It is some 50 miles of concrete highway.
We pay for a single fighter with a half million bushels of wheat.
We pay for a single destroyer with new homes that could have housed more than 8,000 people.
This, I repeat, is the best way of life to be found on the road the world has been taking.
This is not a way of life at all, in any true sense. Under the cloud of threatening war, it is humanity hanging from a cross of iron.
These plain and cruel truths define the peril and point the hope that come with this spring of 1953.
This is one of those times in the affairs of nations when the gravest choices must be made, if there is to be a turning toward a just and lasting peace.
It is a moment that calls upon the governments of the world to speak their intentions with simplicity and with honest.
It calls upon them to answer the questions that stirs the hearts of all sane men: is there no other way the world may live?
The world knows that an era ended with the death of Joseph Stalin. The extraordinary 30-year span of his rule saw the Soviet Empire expand to reach from the Baltic Sea to the Sea of Japan, finally to dominate 800 million souls.
The Soviet system shaped by Stalin and his predecessors was born of one World War. It survived the stubborn and often amazing courage of second World War. It has lived to threaten a third.
Now, a new leadership has assumed power in the Soviet Union. It links to the past, however strong, cannot bind it completely. Its future is, in great part, its own to make.
This new leadership confronts a free world aroused, as rarely in its history, by the will to stay free.
This free world knows, out of bitter wisdom of experience, that vigilance and sacrifice are the price of liberty.
It knows that the defense of Western Europe imperatively demands the unity of purpose and action made possible by the North Atlantic Treaty Organization, embracing a European Defense Community.
It knows that Western Germany deserves to be a free and equal partner in this community and that this, for Germany, is the only safe way to full, final unity.
It knows that aggression in Korea and in southeast Asia are threats to the whole free community to be met by united action.
This is the kind of free world which the new Soviet leadership confront. It is a world that demands and expects the fullest respect of its rights and interests. It is a world that will always accord the same respect to all others.
So the new Soviet leadership now has a precious opportunity to awaken, with the rest of the world, to the point of peril reached and to help turn the tide of history.
Will it do this?
We do not yet know. Recent statements and gestures of Soviet leaders give some evidence that they may recognize this critical moment.
We welcome every honest act of peace.
We care nothing for mere rhetoric.
We are only for sincerity of peaceful purpose attested by deeds. The opportunities for such deeds are many. The performance of a great number of them waits upon no complex protocol but upon the simple will to do them. Even a few such clear and specific acts, such as the Soviet Union's signature upon the Austrian treaty or its release of thousands of prisoners still held from World War II, would be impressive signs of sincere intent. They would carry a power of persuasion not to be matched by any amount of oratory.
This we do know: a world that begins to witness the rebirth of trust among nations can find its way to a peace that is neither partial nor punitive.
With all who will work in good faith toward such a peace, we are ready, with renewed resolve, to strive to redeem the near-lost hopes of our day.
The first great step along this way must be the conclusion of an honorable armistice in Korea.
This means the immediate cessation of hostilities and the prompt initiation of political discussions leading to the holding of free elections in a united Korea.
It should mean, no less importantly, an end to the direct and indirect attacks upon the security of Indochina and Malaya.
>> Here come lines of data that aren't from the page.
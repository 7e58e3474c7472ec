use crate::config::Config;
use crate::engine::{EngineError, EngineHandle, Registry};
use crate::seal::EncodingCipher;
use crate::store::SqliteStore;
use chrono::NaiveDate;
use rollcall_core::dedup::SessionKeyPolicy;
use rollcall_core::enrollment::EnrollError;
use rollcall_core::registry::RegistryError;
use rollcall_core::store::AttendanceStore;
use rollcall_core::types::{EncodingId, PersonId};
use serde::Serialize;
use std::path::PathBuf;
use std::sync::Arc;
use zbus::interface;

pub const BUS_NAME: &str = "org.rollcall.Attendance1";
pub const OBJECT_PATH: &str = "/org/rollcall/Attendance1";

/// D-Bus interface for the attendance daemon.
///
/// Bus name: org.rollcall.Attendance1
/// Object path: /org/rollcall/Attendance1
///
/// Structured replies are JSON strings.
pub struct AttendanceService {
    pub engine: EngineHandle,
    pub registry: Arc<Registry>,
    pub config: Arc<Config>,
    pub cipher: Option<EncodingCipher>,
}

#[derive(Serialize)]
struct PersonListing {
    person_id: PersonId,
    name: String,
    encodings: Vec<EncodingId>,
    created_at: chrono::DateTime<chrono::Utc>,
}

#[interface(name = "org.rollcall.Attendance1")]
impl AttendanceService {
    /// Enroll a new person from image files readable by the daemon.
    async fn enroll(&self, person_id: &str, name: &str, images: Vec<String>) -> zbus::fdo::Result<String> {
        tracing::info!(person_id, name, images = images.len(), "enroll requested");
        let paths = images.into_iter().map(PathBuf::from).collect();
        let summary = self
            .engine
            .enroll_files(PersonId::new(person_id), name.to_string(), paths)
            .await
            .map_err(engine_error)?;
        to_json(&summary)
    }

    /// Enroll a new person from live camera frames.
    async fn enroll_from_camera(&self, person_id: &str, name: &str) -> zbus::fdo::Result<String> {
        tracing::info!(person_id, name, "camera enroll requested");
        let summary = self
            .engine
            .enroll_camera(PersonId::new(person_id), name.to_string())
            .await
            .map_err(engine_error)?;
        to_json(&summary)
    }

    /// Add encodings to an existing person. An empty image list captures from the camera.
    async fn re_enroll(&self, person_id: &str, images: Vec<String>) -> zbus::fdo::Result<String> {
        tracing::info!(person_id, images = images.len(), "re-enroll requested");
        let paths = (!images.is_empty()).then(|| images.into_iter().map(PathBuf::from).collect());
        let summary = self
            .engine
            .re_enroll(PersonId::new(person_id), paths)
            .await
            .map_err(engine_error)?;
        to_json(&summary)
    }

    async fn remove_person(&self, person_id: &str) -> zbus::fdo::Result<bool> {
        tracing::info!(person_id, "remove_person requested");
        let registry = Arc::clone(&self.registry);
        let id = PersonId::new(person_id);
        let result = tokio::task::spawn_blocking(move || registry.remove_person(&id))
            .await
            .map_err(join_error)?;
        match result {
            Ok(_) => Ok(true),
            Err(RegistryError::NotFound(_)) => Ok(false),
            Err(e) => Err(registry_error(e)),
        }
    }

    async fn remove_encoding(&self, person_id: &str, encoding_id: i64) -> zbus::fdo::Result<bool> {
        tracing::info!(person_id, encoding_id, "remove_encoding requested");
        let registry = Arc::clone(&self.registry);
        let id = PersonId::new(person_id);
        let result = tokio::task::spawn_blocking(move || registry.remove_encoding(&id, EncodingId(encoding_id)))
            .await
            .map_err(join_error)?;
        match result {
            Ok(()) => Ok(true),
            Err(RegistryError::NotFound(_) | RegistryError::EncodingNotFound { .. }) => Ok(false),
            Err(e) => Err(registry_error(e)),
        }
    }

    async fn list_persons(&self) -> zbus::fdo::Result<String> {
        let gallery = self.registry.snapshot();
        let listing: Vec<PersonListing> = gallery
            .persons()
            .iter()
            .map(|p| PersonListing {
                person_id: p.id.clone(),
                name: p.name.clone(),
                encodings: p.encodings.iter().map(|e| e.id).collect(),
                created_at: p.created_at,
            })
            .collect();
        to_json(&listing)
    }

    /// Start a recognition session. An empty policy uses the configured one.
    async fn start_session(&self, policy: &str) -> zbus::fdo::Result<String> {
        let policy = if policy.trim().is_empty() {
            None
        } else {
            Some(
                policy
                    .parse::<SessionKeyPolicy>()
                    .map_err(|e| zbus::fdo::Error::InvalidArgs(e.to_string()))?,
            )
        };
        tracing::info!(policy = ?policy, "start_session requested");
        let monitor = self.engine.start_session(policy).await.map_err(engine_error)?;
        to_json(&monitor)
    }

    async fn stop_session(&self) -> zbus::fdo::Result<String> {
        tracing::info!("stop_session requested");
        let summary = self.engine.stop_session().await.map_err(engine_error)?;
        to_json(&summary)
    }

    async fn session_status(&self) -> zbus::fdo::Result<String> {
        let report = self.engine.session_status().await.map_err(engine_error)?;
        to_json(&report)
    }

    /// Mark a registered person present without a camera match.
    async fn mark_manual(&self, person_id: &str) -> zbus::fdo::Result<String> {
        tracing::info!(person_id, "manual mark requested");
        let reply = self
            .engine
            .mark_manual(PersonId::new(person_id))
            .await
            .map_err(engine_error)?;
        to_json(&reply)
    }

    /// Attendance rows between two inclusive `YYYY-MM-DD` dates, newest first.
    /// Empty strings leave that bound open.
    async fn attendance(&self, from: &str, to: &str) -> zbus::fdo::Result<String> {
        let from = parse_date(from)?;
        let to = parse_date(to)?;
        let path = self.config.db_path.clone();
        let timeout = self.config.store_timeout();
        let cipher = self.cipher.clone();
        let rows = tokio::task::spawn_blocking(move || {
            let mut store = SqliteStore::open(&path, timeout, cipher)?;
            store.attendance_between(from, to)
        })
        .await
        .map_err(join_error)?
        .map_err(|e| zbus::fdo::Error::Failed(e.to_string()))?;
        to_json(&rows)
    }

    /// Return daemon status information.
    async fn status(&self) -> zbus::fdo::Result<String> {
        let gallery = self.registry.snapshot();
        let session = self.engine.session_status().await.map_err(engine_error)?;
        Ok(serde_json::json!({
            "version": env!("CARGO_PKG_VERSION"),
            "camera": self.config.camera_device,
            "model_dir": self.config.model_dir,
            "database": self.config.db_path,
            "persons": gallery.person_count(),
            "encodings": gallery.encoding_count(),
            "encoding_spec": gallery.spec().to_string(),
            "threshold": self.config.match_threshold,
            "session_policy": self.config.session_policy.to_string(),
            "session_active": session.active,
            "encrypted": self.cipher.is_some(),
        })
        .to_string())
    }
}

fn parse_date(s: &str) -> zbus::fdo::Result<Option<NaiveDate>> {
    let s = s.trim();
    if s.is_empty() {
        return Ok(None);
    }
    NaiveDate::parse_from_str(s, "%Y-%m-%d")
        .map(Some)
        .map_err(|e| zbus::fdo::Error::InvalidArgs(format!("invalid date {s:?}: {e}")))
}

fn to_json<T: Serialize>(value: &T) -> zbus::fdo::Result<String> {
    serde_json::to_string(value).map_err(|e| zbus::fdo::Error::Failed(e.to_string()))
}

fn join_error(e: tokio::task::JoinError) -> zbus::fdo::Error {
    zbus::fdo::Error::Failed(format!("worker task failed: {e}"))
}

fn registry_error(e: RegistryError) -> zbus::fdo::Error {
    match e {
        RegistryError::InvalidIdentity | RegistryError::DimensionMismatch(_) => {
            zbus::fdo::Error::InvalidArgs(e.to_string())
        }
        other => zbus::fdo::Error::Failed(other.to_string()),
    }
}

fn engine_error(e: EngineError) -> zbus::fdo::Error {
    match e {
        EngineError::Enroll(EnrollError::Registry(inner)) => registry_error(inner),
        other => zbus::fdo::Error::Failed(other.to_string()),
    }
}

#[cfg(test)]
mod tests {
    use super::*;

    #[test]
    fn test_parse_date() {
        assert_eq!(parse_date("").unwrap(), None);
        assert_eq!(parse_date(" 2024-03-05 ").unwrap(), NaiveDate::from_ymd_opt(2024, 3, 5));
        assert!(matches!(parse_date("05/03/2024"), Err(zbus::fdo::Error::InvalidArgs(_))));
    }

    #[test]
    fn test_registry_error_mapping() {
        let err = registry_error(RegistryError::InvalidIdentity);
        assert!(matches!(err, zbus::fdo::Error::InvalidArgs(_)));
        let err = engine_error(EngineError::NoSession);
        assert!(matches!(err, zbus::fdo::Error::Failed(_)));
    }
}
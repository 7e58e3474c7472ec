//! Attendance de-duplication.
//!
//! The [`Deduplicator`] is the only writer of attendance records: one record
//! per (person, session key), however many frames recognize the person.

use crate::matcher::MatchResult;
use crate::store::{AttendanceStore, InsertOutcome, StoreError};
use crate::types::{AttendanceRecord, PersonId, SessionKey};
use chrono::{DateTime, Local, TimeZone, Utc};
use serde::{Deserialize, Serialize};
use std::collections::HashSet;
use std::fmt;
use std::str::FromStr;
use thiserror::Error;

/// How timestamps are bucketed into session keys.
///
/// Serialized as its display form (`daily`, `window:300`, `fixed:exam-1`),
/// the same text accepted from the environment, D-Bus and the CLI.
#[derive(Debug, Clone, PartialEq, Eq, Default, Serialize, Deserialize)]
#[serde(try_from = "String", into = "String")]
pub enum SessionKeyPolicy {
    /// One session per local calendar day (`YYYY-MM-DD`).
    #[default]
    Daily,
    /// Fixed windows of `seconds`, aligned to the Unix epoch. Keys name the
    /// window start in UTC so a repeated local hour never reuses a key.
    Window { seconds: u64 },
    /// A single named session regardless of time.
    Fixed { name: String },
}

impl SessionKeyPolicy {
    pub fn key_for(&self, at: DateTime<Local>) -> SessionKey {
        match self {
            Self::Daily => SessionKey::new(at.format("%Y-%m-%d").to_string()),
            Self::Window { seconds } => {
                let len = (*seconds).max(1) as i64;
                let start = at.timestamp().div_euclid(len) * len;
                let start = Utc
                    .timestamp_opt(start, 0)
                    .single()
                    .unwrap_or_else(|| at.with_timezone(&Utc));
                SessionKey::new(format!("{}/{len}s", start.format("%Y-%m-%dT%H:%M:%SZ")))
            }
            Self::Fixed { name } => SessionKey::new(name.clone()),
        }
    }
}

impl fmt::Display for SessionKeyPolicy {
    fn fmt(&self, f: &mut fmt::Formatter<'_>) -> fmt::Result {
        match self {
            Self::Daily => f.write_str("daily"),
            Self::Window { seconds } => write!(f, "window:{seconds}"),
            Self::Fixed { name } => write!(f, "fixed:{name}"),
        }
    }
}

#[derive(Error, Debug, Clone, PartialEq, Eq)]
#[error("invalid session policy {0:?}: expected daily, window:<seconds> or fixed:<name>")]
pub struct ParsePolicyError(String);

impl FromStr for SessionKeyPolicy {
    type Err = ParsePolicyError;

    fn from_str(s: &str) -> Result<Self, Self::Err> {
        let invalid = || ParsePolicyError(s.to_string());
        match s.trim().split_once(':') {
            None if s.trim().eq_ignore_ascii_case("daily") => Ok(Self::Daily),
            Some(("window", secs)) => match secs.trim().parse::<u64>() {
                Ok(seconds) if seconds > 0 => Ok(Self::Window { seconds }),
                _ => Err(invalid()),
            },
            Some(("fixed", name)) if !name.trim().is_empty() => Ok(Self::Fixed {
                name: name.trim().to_string(),
            }),
            _ => Err(invalid()),
        }
    }
}

impl TryFrom<String> for SessionKeyPolicy {
    type Error = ParsePolicyError;

    fn try_from(s: String) -> Result<Self, Self::Error> {
        s.parse()
    }
}

impl From<SessionKeyPolicy> for String {
    fn from(policy: SessionKeyPolicy) -> Self {
        policy.to_string()
    }
}

#[derive(Debug, Clone, PartialEq)]
pub enum DedupOutcome {
    /// A new record was written.
    Marked(AttendanceRecord),
    /// The person already has a record for this session key.
    AlreadyMarked { person_id: PersonId, session_key: SessionKey },
}

#[derive(Error, Debug, Clone, PartialEq)]
pub enum DedupError {
    #[error("match result carries no identity")]
    Unmatched,
    #[error("attendance not recorded: {0}")]
    Storage(#[from] StoreError),
}

/// Per-session log of who has been marked, backed by durable storage.
pub struct Deduplicator<A> {
    policy: SessionKeyPolicy,
    store: A,
    log: HashSet<(PersonId, SessionKey)>,
}

impl<A: AttendanceStore> Deduplicator<A> {
    pub fn new(store: A, policy: SessionKeyPolicy) -> Self {
        Self {
            policy,
            store,
            log: HashSet::new(),
        }
    }

    pub fn policy(&self) -> &SessionKeyPolicy {
        &self.policy
    }

    pub fn session_key(&self, at: DateTime<Local>) -> SessionKey {
        self.policy.key_for(at)
    }

    /// Load already-stored attendees for `key` into the log.
    pub fn seed(&mut self, key: &SessionKey) -> Result<usize, DedupError> {
        let attendees = self.store.session_attendees(key)?;
        let count = attendees.len();
        self.log.extend(attendees.into_iter().map(|id| (id, key.clone())));
        tracing::debug!(session = %key, count, "dedup log seeded");
        Ok(count)
    }

    /// Record an accepted match.
    pub fn record(&mut self, result: &MatchResult, at: DateTime<Local>) -> Result<DedupOutcome, DedupError> {
        match (&result.person_id, result.is_match()) {
            (Some(id), true) => self.mark(id, at),
            _ => Err(DedupError::Unmatched),
        }
    }

    /// Record `person_id` as present at `at`, unless already marked for the session.
    ///
    /// On a storage failure the log is left untouched so a later attempt retries.
    pub fn mark(&mut self, person_id: &PersonId, at: DateTime<Local>) -> Result<DedupOutcome, DedupError> {
        let session_key = self.policy.key_for(at);
        let entry = (person_id.clone(), session_key);

        if self.log.contains(&entry) {
            let (person_id, session_key) = entry;
            return Ok(DedupOutcome::AlreadyMarked { person_id, session_key });
        }

        let record = AttendanceRecord {
            person_id: entry.0.clone(),
            timestamp: at,
            session_key: entry.1.clone(),
        };

        match self.store.insert_attendance(&record) {
            Ok(InsertOutcome::Inserted) => {
                self.log.insert(entry);
                tracing::info!(person = %record.person_id, session = %record.session_key, "attendance marked");
                Ok(DedupOutcome::Marked(record))
            }
            Ok(InsertOutcome::Duplicate) => {
                tracing::debug!(person = %record.person_id, "attendance already stored for session");
                self.log.insert(entry);
                let (person_id, session_key) = (record.person_id, record.session_key);
                Ok(DedupOutcome::AlreadyMarked { person_id, session_key })
            }
            Err(e) => {
                tracing::warn!(person = %record.person_id, error = %e, "attendance write failed");
                Err(e.into())
            }
        }
    }

    pub fn is_marked(&self, person_id: &PersonId, key: &SessionKey) -> bool {
        self.log.contains(&(person_id.clone(), key.clone()))
    }

    /// Number of (person, session) pairs in the log.
    pub fn logged(&self) -> usize {
        self.log.len()
    }
}

#[cfg(test)]
mod tests {
    use super::*;
    use crate::fakes::MemoryStore;
    use crate::matcher::{MatchOutcome, MatchResult};
    use chrono::NaiveDate;

    fn at(day: u32, hour: u32, min: u32) -> DateTime<Local> {
        let naive = NaiveDate::from_ymd_opt(2026, 3, day)
            .unwrap()
            .and_hms_opt(hour, min, 0)
            .unwrap();
        Local.from_local_datetime(&naive).earliest().unwrap()
    }

    fn accepted(id: &str) -> MatchResult {
        MatchResult {
            outcome: MatchOutcome::Accepted,
            person_id: Some(PersonId::new(id)),
            name: Some(id.to_uppercase()),
            distance: Some(0.2),
            threshold: 1.0,
        }
    }

    #[test]
    fn test_second_mark_same_day_is_suppressed() {
        let store = MemoryStore::new();
        let mut dedup = Deduplicator::new(store.clone(), SessionKeyPolicy::Daily);

        let first = dedup.record(&accepted("1"), at(2, 9, 0)).unwrap();
        assert!(matches!(first, DedupOutcome::Marked(ref r) if r.session_key.as_str() == "2026-03-02"));

        let second = dedup.record(&accepted("1"), at(2, 15, 30)).unwrap();
        assert!(matches!(second, DedupOutcome::AlreadyMarked { .. }));
        assert_eq!(store.attendance().len(), 1);
    }

    #[test]
    fn test_next_day_is_a_new_session() {
        let store = MemoryStore::new();
        let mut dedup = Deduplicator::new(store.clone(), SessionKeyPolicy::Daily);
        dedup.record(&accepted("1"), at(2, 9, 0)).unwrap();
        let next = dedup.record(&accepted("1"), at(3, 9, 0)).unwrap();
        assert!(matches!(next, DedupOutcome::Marked(_)));
        assert_eq!(store.attendance().len(), 2);
    }

    #[test]
    fn test_unmatched_result_is_refused() {
        let mut dedup = Deduplicator::new(MemoryStore::new(), SessionKeyPolicy::Daily);
        let err = dedup.record(&MatchResult::unknown(1.0), at(2, 9, 0)).unwrap_err();
        assert_eq!(err, DedupError::Unmatched);
        assert_eq!(dedup.logged(), 0);
    }

    #[test]
    fn test_stored_duplicate_reports_already_marked() {
        let store = MemoryStore::new();
        Deduplicator::new(store.clone(), SessionKeyPolicy::Daily)
            .record(&accepted("1"), at(2, 9, 0))
            .unwrap();

        // A fresh log (daemon restart) still must not double-log.
        let mut dedup = Deduplicator::new(store.clone(), SessionKeyPolicy::Daily);
        let outcome = dedup.record(&accepted("1"), at(2, 10, 0)).unwrap();
        assert!(matches!(outcome, DedupOutcome::AlreadyMarked { .. }));
        assert!(dedup.is_marked(&"1".into(), &SessionKey::new("2026-03-02")));
        assert_eq!(store.attendance().len(), 1);
    }

    #[test]
    fn test_seed_loads_existing_attendees() {
        let store = MemoryStore::new();
        let mut first = Deduplicator::new(store.clone(), SessionKeyPolicy::Daily);
        first.record(&accepted("1"), at(2, 9, 0)).unwrap();
        first.record(&accepted("2"), at(2, 9, 1)).unwrap();

        let mut dedup = Deduplicator::new(store, SessionKeyPolicy::Daily);
        assert_eq!(dedup.seed(&SessionKey::new("2026-03-02")).unwrap(), 2);
        assert!(dedup.is_marked(&"2".into(), &SessionKey::new("2026-03-02")));
    }

    #[test]
    fn test_storage_failure_is_reported_and_retried() {
        let store = MemoryStore::new();
        let mut dedup = Deduplicator::new(store.clone(), SessionKeyPolicy::Daily);

        store.set_unavailable(true);
        let err = dedup.record(&accepted("1"), at(2, 9, 0)).unwrap_err();
        assert!(matches!(err, DedupError::Storage(_)));
        assert_eq!(dedup.logged(), 0);

        store.set_unavailable(false);
        let retry = dedup.record(&accepted("1"), at(2, 9, 1)).unwrap();
        assert!(matches!(retry, DedupOutcome::Marked(_)));
    }

    #[test]
    fn test_window_policy_buckets() {
        let policy = SessionKeyPolicy::Window { seconds: 300 };
        let a = policy.key_for(at(2, 9, 1));
        let b = policy.key_for(at(2, 9, 4));
        let c = policy.key_for(at(2, 9, 6));
        assert_eq!(a, b);
        assert_ne!(b, c);
    }

    #[test]
    fn test_window_keys_follow_the_instant_not_the_wall_clock() {
        let policy = SessionKeyPolicy::Window { seconds: 3600 };
        // 01:30 local twice on a fall-back night: one hour apart in UTC.
        let first = Utc.with_ymd_and_hms(2026, 11, 1, 5, 30, 0).unwrap().with_timezone(&Local);
        let second = Utc.with_ymd_and_hms(2026, 11, 1, 6, 30, 0).unwrap().with_timezone(&Local);

        assert_eq!(policy.key_for(first).as_str(), "2026-11-01T05:00:00Z/3600s");
        assert_eq!(policy.key_for(second).as_str(), "2026-11-01T06:00:00Z/3600s");

        let mut dedup = Deduplicator::new(MemoryStore::new(), policy);
        dedup.record(&accepted("1"), first).unwrap();
        let later = dedup.record(&accepted("1"), second).unwrap();
        assert!(matches!(later, DedupOutcome::Marked(_)));
    }

    #[test]
    fn test_policy_serde_uses_display_form() {
        let policy = SessionKeyPolicy::Window { seconds: 300 };
        assert_eq!(serde_json::to_value(&policy).unwrap(), "window:300");
        let parsed: SessionKeyPolicy = serde_json::from_str("\"fixed:exam-1\"").unwrap();
        assert_eq!(parsed, SessionKeyPolicy::Fixed { name: "exam-1".into() });
        assert!(serde_json::from_str::<SessionKeyPolicy>("\"weekly\"").is_err());
    }

    #[test]
    fn test_fixed_policy_ignores_time() {
        let policy = SessionKeyPolicy::Fixed { name: "exam-1".into() };
        assert_eq!(policy.key_for(at(2, 9, 0)), policy.key_for(at(9, 17, 0)));
        assert_eq!(policy.key_for(at(2, 9, 0)).as_str(), "exam-1");
    }

    #[test]
    fn test_policy_parse_round_trip() {
        for text in ["daily", "window:300", "fixed:lecture-3"] {
            let policy: SessionKeyPolicy = text.parse().unwrap();
            assert_eq!(policy.to_string(), text);
        }
        assert!("window:0".parse::<SessionKeyPolicy>().is_err());
        assert!("weekly".parse::<SessionKeyPolicy>().is_err());
        assert!("fixed:".parse::<SessionKeyPolicy>().is_err());
    }
}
For any armistice in Korea that merely released aggressive armies to attack elsewhere would be fraud.
We seek, throughout Asia as throughout the world, a peace that is true and total.
Out of this can grow a still wider task-the achieving of just political settlements for the otherserious and specific issues between the free world and the Soviet Union.
None of these issues, great or small, is insoluble-given only the will to respect the rights of all nations.
Again we say: the United States is ready to assume its just part.
We have already done all within our power to speed conclusion of the treaty with Austria, which will free that country from economic exploitation and from occupation by foreign troops.
We are ready not only to press forward with the present plans for closer unity of the nations of Western Europe by also, upon that foundation, to strive to foster a broader European community, conducive to the free movement of persons, of trade, and of ideas.
This community would include a free and united Germany, with a government based upon free and secret elections.
This free community and the full independence of the East European nations could mean the end of present unnatural division of Europe.
As progress in all these areas strengthens world trust, we could proceed concurrently with the next great work-the reduction of the burden of armaments now weighing upon the world. To this end we would welcome and enter into the most solemn agreements. These could properly include:
The limitation, by absolute numbers or by an agreed international ratio, of the sizes of the military and security forces of all nations.
A commitment by all nations to set an agreed limit upon that proportion of total production of certain strategic materials to be devoted to military purposes.
International control of atomic energy to promote its use for peaceful purposes only and to insure the prohibition of atomic weapons.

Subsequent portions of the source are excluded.